### HOW TO COMPLETE THIS TASK
With nothing added and nothing dropped, write out all of the entries below.

### THE RECORDS
########

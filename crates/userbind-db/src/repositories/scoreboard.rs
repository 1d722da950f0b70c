//! PostgreSQL implementation of ScoreboardRepository

use async_trait::async_trait;
use sqlx::PgPool;
use tracing::instrument;

use userbind_core::entities::ScoreboardRow;
use userbind_core::traits::{RepoResult, ScoreboardRepository};

use crate::models::ScoreboardRowModel;

use super::error::map_db_error;

/// Reads the scoreboard materialized by the contest pipeline
#[derive(Clone)]
pub struct PgScoreboardRepository {
    pool: PgPool,
}

impl PgScoreboardRepository {
    pub fn new(pool: PgPool) -> Self {
        Self { pool }
    }
}

#[async_trait]
impl ScoreboardRepository for PgScoreboardRepository {
    #[instrument(skip(self))]
    async fn find_rows(&self, contest_id: i64) -> RepoResult<Vec<ScoreboardRow>> {
        let rows = sqlx::query_as::<_, ScoreboardRowModel>(
            r#"
            SELECT s.rank, s.user_id, u.handle, s.score, s.accepted
            FROM contest_scoreboard s
            JOIN users u ON u.id = s.user_id
            WHERE s.contest_id = $1
            ORDER BY s.rank ASC, s.user_id ASC
            "#,
        )
        .bind(contest_id)
        .fetch_all(&self.pool)
        .await
        .map_err(map_db_error)?;

        Ok(rows.into_iter().map(ScoreboardRow::from).collect())
    }
}
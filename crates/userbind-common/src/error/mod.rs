//! Application error types

mod app_error;

pub use app_error::{domain_status, AppError};
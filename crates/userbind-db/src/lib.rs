//! # userbind-db
//!
//! Database layer implementing the `userbind-core` repository traits with
//! PostgreSQL via SQLx.
//!
//! - Connection pool management and migrations
//! - Database models with SQLx `FromRow` derives
//! - Model → entity mappers
//! - Repository implementations
//!
//! ## Usage
//!
//! ```rust,ignore
//! use userbind_db::{create_pool, DatabaseConfig, PgInviteRepository};
//!
//! async fn example() -> Result<(), Box<dyn std::error::Error>> {
//!     let pool = create_pool(&DatabaseConfig::from_env()).await?;
//!     let invites = PgInviteRepository::new(pool);
//!     Ok(())
//! }
//! ```

pub mod mappers;
pub mod models;
pub mod pool;
pub mod repositories;

// Re-export commonly used types
pub use pool::{
    create_pool, default_migrations_dir, run_migrations, DatabaseConfig, MigrationError, PgPool,
};
pub use repositories::{PgInviteRepository, PgScoreboardRepository, PgUserRepository};
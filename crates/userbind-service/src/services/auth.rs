//! Authentication service
//!
//! Handles account registration, login, and resolving access tokens back to
//! accounts.

use tracing::{info, instrument, warn};
use uuid::Uuid;

use userbind_common::auth::{hash_password, validate_password_strength, verify_password};
use userbind_common::AppError;
use userbind_core::entities::User;
use userbind_core::value_objects::{Privileges, UserId};

use crate::dto::{AuthResponse, CurrentUserResponse, LoginRequest, RegisterRequest};

use super::context::ServiceContext;
use super::error::{ServiceError, ServiceResult};

/// Authentication service
pub struct AuthService<'a> {
    ctx: &'a ServiceContext,
}

impl<'a> AuthService<'a> {
    /// Create a new AuthService
    pub fn new(ctx: &'a ServiceContext) -> Self {
        Self { ctx }
    }

    /// Register a new account.
    ///
    /// The first account on an empty directory is made a domain manager.
    #[instrument(skip(self, request), fields(handle = %request.handle))]
    pub async fn register(&self, request: RegisterRequest) -> ServiceResult<AuthResponse> {
        validate_password_strength(&request.password)?;

        if self
            .ctx
            .user_repo()
            .find_by_handle(&request.handle)
            .await?
            .is_some()
        {
            return Err(ServiceError::conflict("Handle already in use"));
        }

        let password_hash = hash_password(&request.password)?;

        let mut user = User::new(UserId::default(), request.handle, request.email);
        if self.ctx.user_repo().count().await? == 0 {
            user = user.with_privileges(Privileges::DEFAULT | Privileges::MANAGE_DOMAIN);
        }

        let user = self.ctx.user_repo().create(&user, &password_hash).await?;

        info!(user_id = %user.id, admin = user.privileges.is_admin(), "User registered");

        self.issue_token(&user)
    }

    /// Login with handle and password
    #[instrument(skip(self, request), fields(handle = %request.handle))]
    pub async fn login(&self, request: LoginRequest) -> ServiceResult<AuthResponse> {
        let user = self
            .ctx
            .user_repo()
            .find_by_handle(&request.handle)
            .await?
            .ok_or_else(|| {
                warn!("Login failed: unknown handle");
                ServiceError::App(AppError::InvalidCredentials)
            })?;

        let password_hash = self
            .ctx
            .user_repo()
            .get_password_hash(user.id)
            .await?
            .ok_or_else(|| {
                warn!(user_id = %user.id, "Login failed: no password hash");
                ServiceError::App(AppError::InvalidCredentials)
            })?;

        if !verify_password(&request.password, &password_hash)? {
            warn!(user_id = %user.id, "Login failed: invalid password");
            return Err(ServiceError::App(AppError::InvalidCredentials));
        }

        info!(user_id = %user.id, "User logged in");

        self.issue_token(&user)
    }

    /// Resolve an access token to its account
    #[instrument(skip(self, token))]
    pub async fn authenticate(&self, token: &str) -> ServiceResult<User> {
        let claims = self.ctx.jwt_service().decode_token(token)?;
        let user_id = claims.user_id()?;

        self.ctx
            .user_repo()
            .find_by_id(user_id)
            .await?
            .ok_or_else(|| {
                warn!(user_id = %user_id, "Token refers to a missing account");
                ServiceError::App(AppError::InvalidToken)
            })
    }

    fn issue_token(&self, user: &User) -> ServiceResult<AuthResponse> {
        let session_id = Uuid::new_v4().to_string();
        let jwt = self.ctx.jwt_service();
        let access_token = jwt.generate_access_token(user.id, Some(session_id))?;

        Ok(AuthResponse {
            access_token,
            token_type: "Bearer".to_string(),
            expires_in: jwt.access_token_expiry(),
            user: CurrentUserResponse::from(user),
        })
    }
}
//! Contest scoreboard reads

use tracing::instrument;

use crate::dto::ScoreboardResponse;

use super::context::ServiceContext;
use super::error::ServiceResult;

pub struct ScoreboardService<'a> {
    ctx: &'a ServiceContext,
}

impl<'a> ScoreboardService<'a> {
    pub fn new(ctx: &'a ServiceContext) -> Self {
        Self { ctx }
    }

    /// Rows ordered by rank, before view hooks run
    #[instrument(skip(self))]
    pub async fn scoreboard(&self, contest_id: i64) -> ServiceResult<ScoreboardResponse> {
        let rows = self.ctx.scoreboard_repo().find_rows(contest_id).await?;
        Ok(ScoreboardResponse { contest_id, rows })
    }
}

########

### RESULT
filename crates/userbind-db/src/repositories/scoreboard.rs
repository 1d722da950f0b70c
//! PostgreSQL implementation of ScoreboardRepository

use async_trait::async_trait;
use sqlx::PgPool;
use tracing::instrument;

use userbind_core::entities::ScoreboardRow;
use userbind_core::traits::{RepoResult, ScoreboardRepository};

use crate::models::ScoreboardRowModel;

use super::error::map_db_error;

/// Reads the scoreboard materialized by the contest pipeline
#[derive(Clone)]
pub struct PgScoreboardRepository {
    pool: PgPool,
}

impl PgScoreboardRepository {
    pub fn new(pool: PgPool) -> Self {
        Self { pool }
    }
}

#[async_trait]
impl ScoreboardRepository for PgScoreboardRepository {
    #[instrument(skip(self))]
    async fn find_rows(&self, contest_id: i64) -> RepoResult<Vec<ScoreboardRow>> {
        let rows = sqlx::query_as::<_, ScoreboardRowModel>(
            r#"
            SELECT s.rank, s.user_id, u.handle, s.score, s.accepted
            FROM contest_scoreboard s
            JOIN users u ON u.id = s.user_id
            WHERE s.contest_id = $1
            ORDER BY s.rank ASC, s.user_id ASC
            "#,
        )
        .bind(contest_id)
        .fetch_all(&self.pool)
        .await
        .map_err(map_db_error)?;

        Ok(rows.into_iter().map(ScoreboardRow::from).collect())
    }
}
filename crates/userbind-common/src/error/mod.rs
//! Application error types

mod app_error;

pub use app_error::{domain_status, AppError};
filename crates/userbind-db/src/lib.rs
//! # userbind-db
//!
//! Database layer implementing the `userbind-core` repository traits with
//! PostgreSQL via SQLx.
//!
//! - Connection pool management and migrations
//! - Database models with SQLx `FromRow` derives
//! - Model → entity mappers
//! - Repository implementations
//!
//! ## Usage
//!
//! ```rust,ignore
//! use userbind_db::{create_pool, DatabaseConfig, PgInviteRepository};
//!
//! async fn example() -> Result<(), Box<dyn std::error::Error>> {
//!     let pool = create_pool(&DatabaseConfig::from_env()).await?;
//!     let invites = PgInviteRepository::new(pool);
//!     Ok(())
//! }
//! ```

pub mod mappers;
pub mod models;
pub mod pool;
pub mod repositories;

// Re-export commonly used types
pub use pool::{
    create_pool, default_migrations_dir, run_migrations, DatabaseConfig, MigrationError, PgPool,
};
pub use repositories::{PgInviteRepository, PgScoreboardRepository, PgUserRepository};
filename crates/userbind-service/src/services/auth.rs
//! Authentication service
//!
//! Handles account registration, login, and resolving access tokens back to
//! accounts.

use tracing::{info, instrument, warn};
use uuid::Uuid;

use userbind_common::auth::{hash_password, validate_password_strength, verify_password};
use userbind_common::AppError;
use userbind_core::entities::User;
use userbind_core::value_objects::{Privileges, UserId};

use crate::dto::{AuthResponse, CurrentUserResponse, LoginRequest, RegisterRequest};

use super::context::ServiceContext;
use super::error::{ServiceError, ServiceResult};

/// Authentication service
pub struct AuthService<'a> {
    ctx: &'a ServiceContext,
}

impl<'a> AuthService<'a> {
    /// Create a new AuthService
    pub fn new(ctx: &'a ServiceContext) -> Self {
        Self { ctx }
    }

    /// Register a new account.
    ///
    /// The first account on an empty directory is made a domain manager.
    #[instrument(skip(self, request), fields(handle = %request.handle))]
    pub async fn register(&self, request: RegisterRequest) -> ServiceResult<AuthResponse> {
        validate_password_strength(&request.password)?;

        if self
            .ctx
            .user_repo()
            .find_by_handle(&request.handle)
            .await?
            .is_some()
        {
            return Err(ServiceError::conflict("Handle already in use"));
        }

        let password_hash = hash_password(&request.password)?;

        let mut user = User::new(UserId::default(), request.handle, request.email);
        if self.ctx.user_repo().count().await? == 0 {
            user = user.with_privileges(Privileges::DEFAULT | Privileges::MANAGE_DOMAIN);
        }

        let user = self.ctx.user_repo().create(&user, &password_hash).await?;

        info!(user_id = %user.id, admin = user.privileges.is_admin(), "User registered");

        self.issue_token(&user)
    }

    /// Login with handle and password
    #[instrument(skip(self, request), fields(handle = %request.handle))]
    pub async fn login(&self, request: LoginRequest) -> ServiceResult<AuthResponse> {
        let user = self
            .ctx
            .user_repo()
            .find_by_handle(&request.handle)
            .await?
            .ok_or_else(|| {
                warn!("Login failed: unknown handle");
                ServiceError::App(AppError::InvalidCredentials)
            })?;

        let password_hash = self
            .ctx
            .user_repo()
            .get_password_hash(user.id)
            .await?
            .ok_or_else(|| {
                warn!(user_id = %user.id, "Login failed: no password hash");
                ServiceError::App(AppError::InvalidCredentials)
            })?;

        if !verify_password(&request.password, &password_hash)? {
            warn!(user_id = %user.id, "Login failed: invalid password");
            return Err(ServiceError::App(AppError::InvalidCredentials));
        }

        info!(user_id = %user.id, "User logged in");

        self.issue_token(&user)
    }

    /// Resolve an access token to its account
    #[instrument(skip(self, token))]
    pub async fn authenticate(&self, token: &str) -> ServiceResult<User> {
        let claims = self.ctx.jwt_service().decode_token(token)?;
        let user_id = claims.user_id()?;

        self.ctx
            .user_repo()
            .find_by_id(user_id)
            .await?
            .ok_or_else(|| {
                warn!(user_id = %user_id, "Token refers to a missing account");
                ServiceError::App(AppError::InvalidToken)
            })
    }

    fn issue_token(&self, user: &User) -> ServiceResult<AuthResponse> {
        let session_id = Uuid::new_v4().to_string();
        let jwt = self.ctx.jwt_service();
        let access_token = jwt.generate_access_token(user.id, Some(session_id))?;

        Ok(AuthResponse {
            access_token,
            token_type: "Bearer".to_string(),
            expires_in: jwt.access_token_expiry(),
            user: CurrentUserResponse::from(user),
        })
    }
}
//! Contest scoreboard reads

use tracing::instrument;

use crate::dto::ScoreboardResponse;

use super::context::ServiceContext;
use super::error::ServiceResult;

pub struct ScoreboardService<'a> {
    ctx: &'a ServiceContext,
}

impl<'a> ScoreboardService<'a> {
    pub fn new(ctx: &'a ServiceContext) -> Self {
        Self { ctx }
    }

    /// Rows ordered by rank, before view hooks run
    #[instrument(skip(self))]
    pub async fn scoreboard(&self, contest_id: i64) -> ServiceResult<ScoreboardResponse> {
        let rows = self.ctx.scoreboard_repo().find_rows(contest_id).await?;
        Ok(ScoreboardResponse { contest_id, rows })
    }
}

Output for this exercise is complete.